Firmware crash when sending large numbers of forwarded packets

Mon Mar 10 06:16:53 EDT 2014

On 10 March 2014 11:10, Michal Kazior <michal.kazior at tieto.com> wrote:
> On 8 March 2014 09:20, Avery Pennarun <apenwarr at gmail.com> wrote:
>> On Sat, Mar 8, 2014 at 2:03 AM, Kalle Valo <kvalo at qca.qualcomm.com> wrote:
>>> Avery Pennarun <apenwarr at gmail.com> writes:
>>>> I'm having a problem where if I transmit too fast out the ath10k
>>>> interface in AP mode, I get a near-immediate firmware crash.
>>>
>>> [...]
>>>
>>>> Versions:
>>>> - kernel is based on current kvalo/for-linville branch (should I try
>>>> something else?) but seems to be the same in linux-next-20140114 so I
>>>> don't think this behaviour has changed lately.
>>>
>>> I do not recommend using for-linville branch for anything. As the name
>>> implies, it's only for John Linville to pull ath10k and ath6kl changes
>>> to his tree.
>>>
>>> What I recommend is to use the master branch of my ath.git tree. That's
>>> fairly recent wireless-testing (max 2 weeks old) plus latest ath10k +
>>> ath6kl patches I have (ie. merge of wireless-testing and my ath-next
>>> branch).
>>
>> Ok, thanks.  We're using a fairly old kernel on our device right now
>> (3.2.26) so we're using the ath10k driver from linux-backports.  This
>> means it's a little tricky to pick an arbitrary version if it has
>> diverged to far from linux/master or linux-next.  I did try a few
>> different versions though and they did the same thing.
>>
>>>> - firmware version 10.1.467.2-1, but also tested with 10.1.467.1-1
>>>> with no difference.
>>>>
>>>> I assume other people are not experiencing this or they would have
>>>> mentioned it by now.  What can I do to help debug this?
>>>
>>> We have reported the issue to the firmware team and got some feedback
>>> already.

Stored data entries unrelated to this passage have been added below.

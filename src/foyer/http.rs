//! HTTP foyer.
//!
//! # Responsibilities
//! - Accept every method and path through a single fallback handler
//! - Read the body (bounded) and build an `HttpInput`
//! - Run the rendezvous in a spawned task and write the `HttpOutput`
//! - Enforce the request timeout and emit tower-http request traces

use std::net::SocketAddr;
use std::sync::Arc;
use std::time::Duration;

use axum::body::Body;
use axum::extract::{ConnectInfo, State};
use axum::http::Request;
use axum::response::{IntoResponse, Response};
use axum::Router;
use futures_util::future::BoxFuture;
use futures_util::{FutureExt, StreamExt};
use tower::ServiceBuilder;
use tower_http::timeout::TimeoutLayer;
use tower_http::trace::TraceLayer;

use crate::config::HorizonConfig;
use crate::foyer::listener::{self, Serving};
use crate::foyer::{Foyer, FoyerError};
use crate::lifecycle::Shutdown;
use crate::model::Scheme;
use crate::protocol::http::{HttpInput, HttpOutput};
use crate::rendezvous::Rendezvous;

#[derive(Clone)]
struct HttpState {
    rendezvous: Arc<Rendezvous<HttpInput, HttpOutput>>,
    body_cap: usize,
}

/// Serves HTTP requests on a TCP listener.
#[derive(Debug)]
pub struct HttpFoyer {
    bind_address: String,
    request_timeout: Duration,
    body_cap: usize,
    serving: Option<Serving>,
}

impl HttpFoyer {
    pub fn new(bind_address: impl Into<String>) -> Self {
        Self {
            bind_address: bind_address.into(),
            request_timeout: Duration::from_secs(30),
            body_cap: usize::MAX,
            serving: None,
        }
    }

    pub fn from_config(config: &HorizonConfig) -> Self {
        Self::new(config.http.bind_address.clone())
            .request_timeout(Duration::from_secs(config.timeouts.request_secs))
            .max_body_bytes(config.limits.max_body_bytes)
    }

    pub fn request_timeout(mut self, timeout: Duration) -> Self {
        self.request_timeout = timeout;
        self
    }

    /// Bodies are read up to one byte past the limit so the protocol guard
    /// can reject them. `0` reads without limit.
    pub fn max_body_bytes(mut self, limit: usize) -> Self {
        self.body_cap = body_cap(limit);
        self
    }

    #[allow(deprecated)]
    fn build_router(&self, state: HttpState) -> Router {
        Router::new()
            .fallback(handle)
            .with_state(state)
            .layer(
                ServiceBuilder::new()
                    .layer(TraceLayer::new_for_http())
                    .layer(TimeoutLayer::new(self.request_timeout)),
            )
    }
}

impl Foyer for HttpFoyer {
    type Input = HttpInput;
    type Output = HttpOutput;

    fn scheme(&self) -> Scheme {
        Scheme::HTTP
    }

    fn open(&mut self, rendezvous: Arc<Rendezvous<HttpInput, HttpOutput>>) -> Result<(), FoyerError> {
        if self.serving.is_some() {
            return Err(FoyerError::AlreadyOpen);
        }
        let listener = listener::bind(&self.bind_address)?;
        let app = self.build_router(HttpState {
            rendezvous,
            body_cap: self.body_cap,
        });
        self.serving = Some(Serving::start(Scheme::HTTP, listener, app, Shutdown::new())?);
        Ok(())
    }

    fn close(&mut self) -> BoxFuture<'_, Result<(), FoyerError>> {
        let serving = self.serving.take();
        async move {
            match serving {
                Some(serving) => serving.stop().await,
                None => Ok(()),
            }
        }
        .boxed()
    }

    fn is_open(&self) -> bool {
        self.serving.is_some()
    }

    fn local_addr(&self) -> Option<SocketAddr> {
        self.serving.as_ref().map(Serving::local_addr)
    }
}

pub(crate) fn body_cap(limit: usize) -> usize {
    if limit == 0 {
        usize::MAX
    } else {
        limit.saturating_add(1)
    }
}

/// Collect at most `cap` bytes of `body`.
pub(crate) async fn read_body(body: Body, cap: usize) -> Result<Vec<u8>, axum::Error> {
    let mut stream = body.into_data_stream();
    let mut buf = Vec::new();
    while let Some(chunk) = stream.next().await {
        let chunk = chunk?;
        let room = cap.saturating_sub(buf.len());
        buf.extend_from_slice(&chunk[..chunk.len().min(room)]);
        if buf.len() >= cap {
            break;
        }
    }
    Ok(buf)
}

async fn handle(
    State(state): State<HttpState>,
    ConnectInfo(peer): ConnectInfo<SocketAddr>,
    request: Request<Body>,
) -> Response {
    let (parts, body) = request.into_parts();
    let body = match read_body(body, state.body_cap).await {
        Ok(body) => body,
        Err(e) => {
            tracing::warn!(peer = %peer, error = %e, "Failed to read request body");
            return HttpOutput::json(
                400,
                br#"{"error":{"kind":"malformed_input","message":"unreadable request body"}}"#.to_vec(),
            )
            .into_response();
        }
    };

    let mut input = HttpInput::new(parts.method.as_str(), parts.uri.to_string())
        .body(body)
        .peer(peer.to_string());
    for (name, value) in &parts.headers {
        if let Ok(value) = value.to_str() {
            input = input.header(name.as_str(), value);
        }
    }

    let rendezvous = Arc::clone(&state.rendezvous);
    match tokio::spawn(async move { rendezvous.encounter(input).await }).await {
        Ok(output) => output.into_response(),
        Err(e) => {
            tracing::error!(peer = %peer, error = %e, "Pipeline task failed");
            HttpOutput::internal_error().into_response()
        }
    }
}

Hopefully we know more early next week.
>>
>> Thanks!
>>
>> Another update.  On a whim, based on the earlier mention that problems
>> might be related to extra burstiness of forwarding vs. local traffic
>> generation, I decided to add a udelay() before transmitting each
>> packet.  I started with udelay(1000) and the problem went away
>> (although of course performance was terrible).  I slowly reduced the
>> delay until I reached ndelay(1), and the problem stayed gone.  So I
>> tried a mb() instead:
>>
>> diff --git a/drivers/net/wireless/ath/ath10k/ce.c
>> b/drivers/net/wireless/ath/ath10k/ce.c
>> index a79499c..a808d82 100644
>> --- a/drivers/net/wireless/ath/ath10k/ce.c
>> +++ b/drivers/net/wireless/ath/ath10k/ce.c
>> @@ -291,6 +291,7 @@ int ath10k_ce_send_nolock(struct ath10k_ce_pipe *ce_state,
>>   if (ret)
>>   return ret;
>>
>> + mb();
>>   if (unlikely(CE_RING_DELTA(nentries_mask,
>>     write_index, sw_index - 1) <= 0)) {
>>   ret = -ENOSR;
>> --
>> 1.9.0.279.gdc9e3eb
>>
>>
>> Somehow this eliminates my firmware crashes.  It's extremely reliable;
>> add this line and my crashes go away.  Remove this line and my UDP
>> iperf can crash the firmware in a couple of seconds.
>>
>> For this particular test I was using a backports built from linux
>> v3.11.8 merged with your ath10k-stable-3.11-8 tag.
>>
>> Any idea why this would make any difference?
>
> The FW dump is supposedly related to it seeing a duplicate msdu_id tx request.
>
> ath10k fills in a tx descriptor. The descriptor contains an id which
> is used for completion handling (FW signals which id completed).
> ath10k uses a spinlock protected bitmap to manage this metadata.
> Descriptors are alloced via dma pool (consistent dma memory).
>
> It is highly unlikely for ath10k to pick duplicate msdu_id in the
> first place - you'd have to assume spinlock fail which would suggest
> your system would be pretty fun. This leaves either low level chunk
> submission is at play or DMA goes crazy.
>
> The descriptor is transfered in two chunks over CE ring. The
> ce_send_nolock is used to submit each separately (via pci_tx_sg). The
> first contains msdu id, the other one is the msdu partial as frame
> prefetch for FW classification engine. Once the second chunk is
> submitted CE ringbuffer index is written to iomap.
>
> If I assume this is DMA coherency issue, then msdu_id the device sees
> is the old one (that has been overwritten but hasn't been flushed from
> CPU caches yet). Then this is a platform bug, not ath10k one.
>
> If I assume this is chunk submission ordering issue (CE ring item is
> updated _after_ ring index in iomap is updated) then the device uses
> an old tx descriptor pointer and an old (or re-used and currently used
> msdu_id -- remember all descriptors come from dma pool which I assume
> re-uses memory chunks). Then this is ath10k bug.
>
> The latter is a little more plausible because mb() fixes. udelay()
> might implicitly do the same thing.

Now that I think you can probably try placing the mb() after `*desc =
*desc`, or better, right before ath10k_ce_src_ring_write_index_set()
(inside the conditional). This is will make sure all prior CE items
are ready and set before CE ring index is updated.

Michał